#### What you are asked to do
Copy down all of the data underneath, exactly as shown.

-=-=-=-=-

//! Salted password hashing
//!
//! Every hashing event draws a fresh salt from the OS random source, appends
//! its base64 encoding to the plaintext and runs the result through a slow,
//! tunable-cost hash. The salt is returned alongside the hash because
//! verification needs both.

use std::fmt::Debug;
use std::sync::Arc;

use argon2::{
    password_hash::{
        rand_core::OsRng as PhcRng, PasswordHash, PasswordHasher as _, PasswordVerifier,
        SaltString,
    },
    Algorithm, Argon2, Params, Version,
};
use base64::{engine::general_purpose::STANDARD, Engine as _};
use rand::{rngs::OsRng, RngCore};

use crate::config::{AuthConfig, HashAlgorithm};
use crate::domain::user::HashedPassword;
use crate::domain::DomainError;

/// bcrypt ignores everything past this many input bytes
const BCRYPT_MAX_INPUT_BYTES: usize = 72;

const ARGON2_PREFIX: &[u8] = b"$argon2";

/// Error text for unparseable stored hashes; never echoes the hash
const MALFORMED_HASH: &str = "stored password hash is malformed";

/// Fill `byte_length` bytes from the OS random source and base64-encode them
pub fn generate_salt(byte_length: usize) -> Result<String, DomainError> {
    if byte_length == 0 {
        return Err(DomainError::hashing("salt length must be greater than zero"));
    }

    let mut key = vec![0u8; byte_length];
    OsRng
        .try_fill_bytes(&mut key)
        .map_err(|e| DomainError::entropy(format!("Failed to read random bytes: {}", e)))?;

    Ok(STANDARD.encode(key))
}

/// Hash `plaintext` with bcrypt under a freshly generated salt
pub fn hash_password(
    plaintext: &str,
    byte_length: usize,
    cost: u32,
) -> Result<HashedPassword, DomainError> {
    let salt = generate_salt(byte_length)?;
    let salted = salted_input(plaintext, &salt);

    if salted.len() > BCRYPT_MAX_INPUT_BYTES {
        return Err(DomainError::hashing(format!(
            "password and salt exceed the {} byte bcrypt input limit",
            BCRYPT_MAX_INPUT_BYTES
        )));
    }

    let hash = bcrypt::hash(salted.as_bytes(), cost)
        .map_err(|e| DomainError::hashing(format!("Failed to hash password: {}", e)))?;

    Ok(HashedPassword::new(hash.into_bytes(), salt))
}

/// Check `plaintext` against a bcrypt hash produced with `salt`.
///
/// Comparison is done by bcrypt itself. A malformed stored hash is an error,
/// a mismatch is `Ok(false)`.
pub fn verify_password(
    plaintext: &str,
    salt: &str,
    stored_hash: &[u8],
) -> Result<bool, DomainError> {
    let stored = stored_hash_str(stored_hash)?;
    stored
        .parse::<bcrypt::HashParts>()
        .map_err(|_| DomainError::hashing(MALFORMED_HASH))?;

    let salted = salted_input(plaintext, salt);

    // Never produced by hash_password, so it cannot match.
    if salted.len() > BCRYPT_MAX_INPUT_BYTES {
        return Ok(false);
    }

    bcrypt::verify(salted.as_bytes(), stored).map_err(|e| match e {
        bcrypt::BcryptError::InvalidHash(_) => DomainError::hashing(MALFORMED_HASH),
        _ => DomainError::hashing("Failed to verify bcrypt password"),
    })
}

/// Check `plaintext` against an Argon2 PHC string produced with `salt`.
///
/// Parameters come from the stored hash, so records hashed at an older cost
/// keep verifying.
pub fn verify_argon2_password(
    plaintext: &str,
    salt: &str,
    stored_hash: &[u8],
) -> Result<bool, DomainError> {
    let parsed_hash = PasswordHash::new(stored_hash_str(stored_hash)?)
        .map_err(|_| DomainError::hashing(MALFORMED_HASH))?;

    match Argon2::default().verify_password(salted_input(plaintext, salt).as_bytes(), &parsed_hash) {
        Ok(()) => Ok(true),
        Err(argon2::password_hash::Error::Password) => Ok(false),
        Err(_) => Err(DomainError::hashing("Failed to verify argon2 password")),
    }
}

/// Verify against whichever algorithm produced `stored_hash`
pub fn verify_stored_password(
    plaintext: &str,
    salt: &str,
    stored_hash: &[u8],
) -> Result<bool, DomainError> {
    if stored_hash.starts_with(ARGON2_PREFIX) {
        verify_argon2_password(plaintext, salt, stored_hash)
    } else {
        verify_password(plaintext, salt, stored_hash)
    }
}

fn salted_input(plaintext: &str, salt: &str) -> String {
    let mut salted = String::with_capacity(plaintext.len() + salt.len());
    salted.push_str(plaintext);
    salted.push_str(salt);
    salted
}

fn stored_hash_str(stored_hash: &[u8]) -> Result<&str, DomainError> {
    std::str::from_utf8(stored_hash)
        .map_err(|_| DomainError::hashing("stored password hash is not valid UTF-8"))
}

/// Trait for password hashing operations
pub trait PasswordHasher: Send + Sync + Debug {
    /// Hash a password under a new salt
    fn hash(&self, plaintext: &str) -> Result<HashedPassword, DomainError>;

    /// Verify a password against a stored hash and its salt
    fn verify(&self, plaintext: &str, salt: &str, stored_hash: &[u8]) -> Result<bool, DomainError>;
}

/// bcrypt-based password hasher
#[derive(Debug, Clone)]
pub struct BcryptHasher {
    salt_key_size: usize,
    cost: u32,
}

impl BcryptHasher {
    pub fn new(salt_key_size: usize, cost: u32) -> Self {
        Self {
            salt_key_size,
            cost,
        }
    }
}

impl PasswordHasher for BcryptHasher {
    fn hash(&self, plaintext: &str) -> Result<HashedPassword, DomainError> {
        hash_password(plaintext, self.salt_key_size, self.cost)
    }

    fn verify(&self, plaintext: &str, salt: &str, stored_hash: &[u8]) -> Result<bool, DomainError> {
        verify_stored_password(plaintext, salt, stored_hash)
    }
}

/// Argon2id-based password hasher; `cost` is the iteration count
#[derive(Debug, Clone)]
pub struct Argon2Hasher {
    salt_key_size: usize,
    cost: u32,
}

impl Argon2Hasher {
    pub fn new(salt_key_size: usize, cost: u32) -> Self {
        Self {
            salt_key_size,
            cost,
        }
    }

    fn argon2(&self) -> Result<Argon2<'static>, DomainError> {
        let params = Params::new(Params::DEFAULT_M_COST, self.cost, Params::DEFAULT_P_COST, None)
            .map_err(|e| DomainError::hashing(format!("Invalid argon2 parameters: {}", e)))?;

        Ok(Argon2::new(Algorithm::Argon2id, Version::V0x13, params))
    }
}

impl PasswordHasher for Argon2Hasher {
    fn hash(&self, plaintext: &str) -> Result<HashedPassword, DomainError> {
        let argon2 = self.argon2()?;
        let salt = generate_salt(self.salt_key_size)?;
        let phc_salt = SaltString::generate(&mut PhcRng);

        let hash = argon2
            .hash_password(salted_input(plaintext, &salt).as_bytes(), &phc_salt)
            .map_err(|e| DomainError::hashing(format!("Failed to hash password: {}", e)))?;

        Ok(HashedPassword::new(hash.to_string().into_bytes(), salt))
    }

    fn verify(&self, plaintext: &str, salt: &str, stored_hash: &[u8]) -> Result<bool, DomainError> {
        verify_stored_password(plaintext, salt, stored_hash)
    }
}

/// Build the hasher selected in configuration. The algorithm only decides how
/// new hashes are made; verification follows the stored hash.
pub fn hasher_from_config(config: &AuthConfig) -> Arc<dyn PasswordHasher> {
    match config.algorithm {
        HashAlgorithm::Bcrypt => Arc::new(BcryptHasher::new(config.salt_key_size, config.hash_cost)),
        HashAlgorithm::Argon2 => Arc::new(Argon2Hasher::new(config.salt_key_size, config.hash_cost)),
    }
}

-=-=-=-=-

#### Answer area
//! Salted password hashing
//!
//! Every hashing event draws a fresh salt from the OS random source, appends
//! its base64 encoding to the plaintext and runs the result through a slow,
//! tunable-cost hash. The salt is returned alongside the hash because
//! verification needs both.

use std::fmt::Debug;
use std::sync::Arc;

use argon2::{
    password_hash::{
        rand_core::OsRng as PhcRng, PasswordHash, PasswordHasher as _, PasswordVerifier,
        SaltString,
    },
    Algorithm, Argon2, Params, Version,
};
use base64::{engine::general_purpose::STANDARD, Engine as _};
use rand::{rngs::OsRng, RngCore};

use crate::config::{AuthConfig, HashAlgorithm};
use crate::domain::user::HashedPassword;
use crate::domain::DomainError;

/// bcrypt ignores everything past this many input bytes
const BCRYPT_MAX_INPUT_BYTES: usize = 72;

const ARGON2_PREFIX: &[u8] = b"$argon2";

/// Error text for unparseable stored hashes; never echoes the hash
const MALFORMED_HASH: &str = "stored password hash is malformed";

/// Fill `byte_length` bytes from the OS random source and base64-encode them
pub fn generate_salt(byte_length: usize) -> Result<String, DomainError> {
    if byte_length == 0 {
        return Err(DomainError::hashing("salt length must be greater than zero"));
    }

    let mut key = vec![0u8; byte_length];
    OsRng
        .try_fill_bytes(&mut key)
        .map_err(|e| DomainError::entropy(format!("Failed to read random bytes: {}", e)))?;

    Ok(STANDARD.encode(key))
}

/// Hash `plaintext` with bcrypt under a freshly generated salt
pub fn hash_password(
    plaintext: &str,
    byte_length: usize,
    cost: u32,
) -> Result<HashedPassword, DomainError> {
    let salt = generate_salt(byte_length)?;
    let salted = salted_input(plaintext, &salt);

    if salted.len() > BCRYPT_MAX_INPUT_BYTES {
        return Err(DomainError::hashing(format!(
            "password and salt exceed the {} byte bcrypt input limit",
            BCRYPT_MAX_INPUT_BYTES
        )));
    }

    let hash = bcrypt::hash(salted.as_bytes(), cost)
        .map_err(|e| DomainError::hashing(format!("Failed to hash password: {}", e)))?;

    Ok(HashedPassword::new(hash.into_bytes(), salt))
}

/// Check `plaintext` against a bcrypt hash produced with `salt`.
///
/// Comparison is done by bcrypt itself. A malformed stored hash is an error,
/// a mismatch is `Ok(false)`.
pub fn verify_password(
    plaintext: &str,
    salt: &str,
    stored_hash: &[u8],
) -> Result<bool, DomainError> {
    let stored = stored_hash_str(stored_hash)?;
    stored
        .parse::<bcrypt::HashParts>()
        .map_err(|_| DomainError::hashing(MALFORMED_HASH))?;

    let salted = salted_input(plaintext, salt);

    // Never produced by hash_password, so it cannot match.
    if salted.len() > BCRYPT_MAX_INPUT_BYTES {
        return Ok(false);
    }

    bcrypt::verify(salted.as_bytes(), stored).map_err(|e| match e {
        bcrypt::BcryptError::InvalidHash(_) => DomainError::hashing(MALFORMED_HASH),
        _ => DomainError::hashing("Failed to verify bcrypt password"),
    })
}

/// Check `plaintext` against an Argon2 PHC string produced with `salt`.
///
/// Parameters come from the stored hash, so records hashed at an older cost
/// keep verifying.
pub fn verify_argon2_password(
    plaintext: &str,
    salt: &str,
    stored_hash: &[u8],
) -> Result<bool, DomainError> {
    let parsed_hash = PasswordHash::new(stored_hash_str(stored_hash)?)
        .map_err(|_| DomainError::hashing(MALFORMED_HASH))?;

    match Argon2::default().verify_password(salted_input(plaintext, salt).as_bytes(), &parsed_hash) {
        Ok(()) => Ok(true),
        Err(argon2::password_hash::Error::Password) => Ok(false),
        Err(_) => Err(DomainError::hashing("Failed to verify argon2 password")),
    }
}

/// Verify against whichever algorithm produced `stored_hash`
pub fn verify_stored_password(
    plaintext: &str,
    salt: &str,
    stored_hash: &[u8],
) -> Result<bool, DomainError> {
    if stored_hash.starts_with(ARGON2_PREFIX) {
        verify_argon2_password(plaintext, salt, stored_hash)
    } else {
        verify_password(plaintext, salt, stored_hash)
    }
}

fn salted_input(plaintext: &str, salt: &str) -> String {
    let mut salted = String::with_capacity(plaintext.len() + salt.len());
    salted.push_str(plaintext);
    salted.push_str(salt);
    salted
}

fn stored_hash_str(stored_hash: &[u8]) -> Result<&str, DomainError> {
    std::str::from_utf8(stored_hash)
        .map_err(|_| DomainError::hashing("stored password hash is not valid UTF-8"))
}

/// Trait for password hashing operations
pub trait PasswordHasher: Send + Sync + Debug {
    /// Hash a password under a new salt
    fn hash(&self, plaintext: &str) -> Result<HashedPassword, DomainError>;

    /// Verify a password against a stored hash and its salt
    fn verify(&self, plaintext: &str, salt: &str, stored_hash: &[u8]) -> Result<bool, DomainError>;
}

/// bcrypt-based password hasher
#[derive(Debug, Clone)]
pub struct BcryptHasher {
    salt_key_size: usize,
    cost: u32,
}

impl BcryptHasher {
    pub fn new(salt_key_size: usize, cost: u32) -> Self {
        Self {
            salt_key_size,
            cost,
        }
    }
}

impl PasswordHasher for BcryptHasher {
    fn hash(&self, plaintext: &str) -> Result<HashedPassword, DomainError> {
        hash_password(plaintext, self.salt_key_size, self.cost)
    }

    fn verify(&self, plaintext: &str, salt: &str, stored_hash: &[u8]) -> Result<bool, DomainError> {
        verify_stored_password(plaintext, salt, stored_hash)
    }
}

/// Argon2id-based password hasher; `cost` is the iteration count
#[derive(Debug, Clone)]
pub struct Argon2Hasher {
    salt_key_size: usize,
    cost: u32,
}

impl Argon2Hasher {
    pub fn new(salt_key_size: usize, cost: u32) -> Self {
        Self {
            salt_key_size,
            cost,
        }
    }

    fn argon2(&self) -> Result<Argon2<'static>, DomainError> {
        let params = Params::new(Params::DEFAULT_M_COST, self.cost, Params::DEFAULT_P_COST, None)
            .map_err(|e| DomainError::hashing(format!("Invalid argon2 parameters: {}", e)))?;

        Ok(Argon2::new(Algorithm::Argon2id, Version::V0x13, params))
    }
}

impl PasswordHasher for Argon2Hasher {
    fn hash(&self, plaintext: &str) -> Result<HashedPassword, DomainError> {
        let argon2 = self.argon2()?;
        let salt = generate_salt(self.salt_key_size)?;
        let phc_salt = SaltString::generate(&mut PhcRng);

        let hash = argon2
            .hash_password(salted_input(plaintext, &salt).as_bytes(), &phc_salt)
            .map_err(|e| DomainError::hashing(format!("Failed to hash password: {}", e)))?;

        Ok(HashedPassword::new(hash.to_string().into_bytes(), salt))
    }

    fn verify(&self, plaintext: &str, salt: &str, stored_hash: &[u8]) -> Result<bool, DomainError> {
        verify_stored_password(plaintext, salt, stored_hash)
    }
}

/// Build the hasher selected in configuration. The algorithm only decides how
/// new hashes are made; verification follows the stored hash.
pub fn hasher_from_config(config: &AuthConfig) -> Arc<dyn PasswordHasher> {
    match config.algorithm {
        HashAlgorithm::Bcrypt => Arc::new(BcryptHasher::new(config.salt_key_size, config.hash_cost)),
        HashAlgorithm::Argon2 => Arc::new(Argon2Hasher::new(config.salt_key_size, config.hash_cost)),
    }
}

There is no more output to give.